При аресте у Добробабина была найдена книга о «Двадцати восьми героях-панфиловцах», и оказалось, что он числится одним из главных участников этого героического боя, за что ему и присвоено звание Героя Советского Союза. Допросом Добробабина установлено, что в районе Дубосеково он действительно был легко ранен и пленён немцами, но никаких подвигов не совершал, и все, что написано о нём в книге о героях-панфиловцах, не соответствует действительности. Далее было установлено, что кроме Добробабина остались в живых Васильев И.Р., Шемякин Г.М., Шадрин И.Д. и Кужебергенов Д.А., которые также числятся в списке 28 панфиловцев, погибших в бою с немецкими танками...

... Следует считать установленным, что впервые сообщения о подвиге 28 героев-панфиловцев появились в газете «Красная Звезда» в ноябре 1941 г., и авторами этих сообщений были фронтовой корреспондент Коротеев и литературный секретарь газеты Кривицкий...

...Коротеев показал: «Примерно 23—24 ноября 1941 г. я ... был в штабе 16 армии... При выходе из штаба армии мы встретили комиссара 8-й панфиловской дивизии Егорова, который ...сообщил, что наши люди геройски дерутся на всех участках. В частности, Егоров привёл пример геройского боя одной роты с немецкими танками, на рубеж роты наступало 54 танка, и рота их задержала, часть уничтожив... Егоров порекомедовал написать в газете о героическом бое роты с танками противника, предварительно познакомившись с политдонесением... В политдонесении говорилось о бое пятой роты с танками противника и о том, что рота стояла “насмерть” — погибла, но не отошла... только 2 человека оказались предателями... В донесении не говорилось о количестве бойцов роты, погибшей в этом бою, и не упоминалось их фамилий. ...Пробраться в полк было невозможно... По приезде в Москву я доложил редактору газеты “Красная Звезда” Ортенбергу обстановку ... Ортенберг меня спросил, сколько же людей было в роте. Я ему ответил, что состав роты, видимо, был неполный, примерно человек 30—40, и сказал также, что из этих людей двое были предателями... Я не знал, что готовилась передовая на эту тему...»

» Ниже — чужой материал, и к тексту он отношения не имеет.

//! # Product Form
//!
//! Transient edit state for exactly one product: either a new one (create mode) or a copy
//! of an existing one (edit mode). Nothing here touches the store. Submitting produces a
//! [`FormEvent`] which the catalog controller turns into a store mutation.
//!
//! ## Field Rules
//!
//! - Text fields are stored verbatim.
//! - `price` is sanitized on every update: anything that is not an ASCII digit or `.` is
//!   dropped. The result may still be empty or contain several dots.
//! - `image` is only ever set from a completed file read (a data URI) or cleared.
//!
//! ## Image Reads
//!
//! Reading a file is asynchronous. Each selection gets a generation number and only the
//! read belonging to the newest selection is applied, so a slow read of an older file can
//! never overwrite a newer choice.

use crate::error::ImageError;
use crate::image::read_image;
use crate::model::{Field, Product, ProductId};
use std::path::{Path, PathBuf};
use tracing::debug;

/// Keep only ASCII digits and dots.
pub fn sanitize_price(raw: &str) -> String {
    raw.chars().filter(|c| c.is_ascii_digit() || *c == '.').collect()
}

#[derive(Debug, Clone, Copy, PartialEq, Eq)]
pub enum FormMode {
    Create,
    Edit(ProductId),
}

/// The single outward event a form produces.
#[derive(Debug, Clone, PartialEq, Eq)]
pub enum FormEvent {
    Created(Product),
    Edited { id: ProductId, product: Product },
}

#[derive(Debug, Clone)]
pub struct ProductForm {
    mode: FormMode,
    draft: Product,
    image_generation: u64,
}

impl ProductForm {
    pub fn create() -> Self {
        Self {
            mode: FormMode::Create,
            draft: Product::default(),
            image_generation: 0,
        }
    }

    /// Start editing a copy of `product`. A product without id can only be created.
    pub fn edit(product: &Product) -> Self {
        let mode = match product.id {
            Some(id) => FormMode::Edit(id),
            None => FormMode::Create,
        };
        let mut draft = product.clone();
        draft.id = None;
        Self {
            mode,
            draft,
            image_generation: 0,
        }
    }

    pub fn mode(&self) -> FormMode {
        self.mode
    }

    pub fn values(&self) -> &Product {
        &self.draft
    }

    pub fn get(&self, field: Field) -> &str {
        self.draft.field(field)
    }

    /// Apply one keystroke-level update to a text field.
    ///
    /// `Field::Image` cannot be typed into and is ignored here; use
    /// [`begin_image_read`](Self::begin_image_read) or [`clear_image`](Self::clear_image).
    pub fn set(&mut self, field: Field, value: &str) {
        match field {
            Field::Image => debug!("Ignoring typed value for image field"),
            Field::Price => self.draft.price = sanitize_price(value),
            _ => *self.draft.field_mut(field) = value.to_string(),
        }
    }

    pub fn set_name(&mut self, value: &str) {
        self.set(Field::Name, value);
    }

    pub fn set_price(&mut self, value: &str) {
        self.set(Field::Price, value);
    }

    pub fn set_description(&mut self, value: &str) {
        self.set(Field::Description, value);
    }

    pub fn set_category(&mut self, value: &str) {
        self.set(Field::Category, value);
    }

    /// Register a new file selection. Any read still in flight for an earlier selection
    /// becomes stale.
    pub fn begin_image_read(&mut self, path: impl Into<PathBuf>) -> PendingImage {
        self.image_generation += 1;
        PendingImage {
            generation: self.image_generation,
            path: path.into(),
        }
    }

    /// Apply a completed read. Returns false, leaving the field untouched, when the read
    /// belongs to a superseded selection.
    pub fn apply_image(&mut self, loaded: LoadedImage) -> bool {
        if loaded.generation != self.image_generation {
            debug!(
                stale = loaded.generation,
                current = self.image_generation,
                "Discarding stale image read"
            );
            return false;
        }
        self.draft.image = loaded.data_uri;
        true
    }

    pub fn clear_image(&mut self) {
        // Also invalidates any pending read.
        self.image_generation += 1;
        self.draft.image.clear();
    }

    /// Required fields that are still empty, in form order.
    pub fn missing_fields(&self) -> Vec<Field> {
        Field::ALL
            .into_iter()
            .filter(|f| self.draft.field(*f).is_empty())
            .collect()
    }

    /// Finish editing. Required fields are the UI's job and are not re-checked.
    pub fn submit(self) -> FormEvent {
        match self.mode {
            FormMode::Create => FormEvent::Created(self.draft),
            FormMode::Edit(id) => FormEvent::Edited {
                id,
                product: self.draft.with_id(id),
            },
        }
    }
}

/// A file selection whose read has not completed yet.
#[derive(Debug, Clone, PartialEq, Eq)]
pub struct PendingImage {
    generation: u64,
    path: PathBuf,
}

impl PendingImage {
    pub fn path(&self) -> &Path {
        &self.path
    }

    pub async fn load(self, max_bytes: u64) -> Result<LoadedImage, ImageError> {
        let data_uri = read_image(&self.path, max_bytes).await?;
        Ok(LoadedImage {
            generation: self.generation,
            data_uri,
        })
    }
}

#[derive(Debug, Clone, PartialEq, Eq)]
pub struct LoadedImage {
    generation: u64,
    data_uri: String,
}

impl LoadedImage {
    pub fn data_uri(&self) -> &str {
        &self.data_uri
    }
}
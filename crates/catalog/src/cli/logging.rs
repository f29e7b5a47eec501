//! tracing subscriber setup.
//!
//! Logs go to stderr so stdout stays clean for cards and JSON. The filter comes from
//! `RUST_LOG` when set, otherwise from the configured `log_level`; `--verbose` forces
//! `debug`.

use tracing_subscriber::{fmt, prelude::*, EnvFilter};

pub fn init_logging(config_level: &str, verbose: bool) {
    let filter = build_filter(config_level, verbose, std::env::var("RUST_LOG").ok());

    let subscriber = tracing_subscriber::registry()
        .with(
            fmt::Layer::new()
                .with_writer(std::io::stderr)
                .with_ansi(console::colors_enabled_stderr())
                .with_target(false),
        )
        .with(filter);

    // A subscriber may already be installed (tests); keep it.
    if tracing::subscriber::set_global_default(subscriber).is_err() {
        return;
    }

    tracing::debug!(verbose, "Tracing initialized");
}

fn build_filter(config_level: &str, verbose: bool, rust_log: Option<String>) -> EnvFilter {
    if verbose {
        return EnvFilter::new("debug");
    }
    match rust_log.filter(|s| !s.trim().is_empty()) {
        Some(directives) => EnvFilter::new(directives),
        None => EnvFilter::new(config_level),
    }
}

Допрошенный по настоящему делу Кривицкий показал, что когда редактор «Красной Звезды» Ортенберг предложил ему написать передовую, то сам Ортенберг назвал число сражавшихся с танками гвардейцев-панфиловцев — 28... Только на основании разговоров с Ортенбергом он написал передовую, озаглавив её «Завещание 28 павших героев»... Когда стало известно, что место, где проходил бой, освобождено от немцев, Кривицкий... выезжал к разъезду Дубосеково. Вместе с командиром полка Карповым, комиссаром Мухамедьяровым и командиром 4-й роты Гундиловичем выезжал на место боя, где они обнаружили под снегом три трупа наших бойцов. Однако на вопрос Кривицкого о фамилиях героев Карпов не смог ответить.., а поручил это сделать Мухамедьярову и Гундиловичу, которые составили список, взяв сведения с какой-то ведомости или списка. «...Таким образом у меня появился список фамилий 28 панфиловцев».

Бывший командир 1075 стрелкового полка Карпов И.В. показал: «Никакого боя 28 панфиловцев с немецкими танками у разъезда Дубосеково 16 ноября 1941 г. не было — это сплошной вымысел. В этот день у разъезда Дубосеково в составе 2-го батальона с немецкими танками дралась 4-я рота, и действительно дралась геройски. Из роты погибло свыше 100 человек, а не 28... В конце декабря 1941 г. ко мне в полк приехал корреспондент «Красной Звезды» Кривицкий... В разговоре со мной Кривицкий заявил, что нужно, чтобы было 28 гвардейцев-панфиловцев, которые вели бой с немецкими танками. Я ему заявил, что... о бое 28 гвардейцев мне ничего не известно... Фамилии Кривицкому по памяти давал капитан Гундилович...»

Таким образом, материалами расследования установлено, что подвиг 28 героев-панфиловцев... является вымыслом корреспондента Коротеева, редактора «Красной Звезды» Ортенберга и в особенности литературного секретаря газеты Кривицкого...

Главный военный прокурор ВС СССР генерал-лейтенант юстиции

10 мая 1948 г. Н.Афанасьев (Подпись)

А.А.Жданов разослал этот документ членам Политбюро и лично Сталину. Было решено не развенчивать миф о 28-ми. Подвиг героев-панфиловцев продолжал увековечиваться в 1950—1980-е гг.; в частности, А.Ю.Кривицкий выпустил целую серию книг под разными названиями об их подвиге.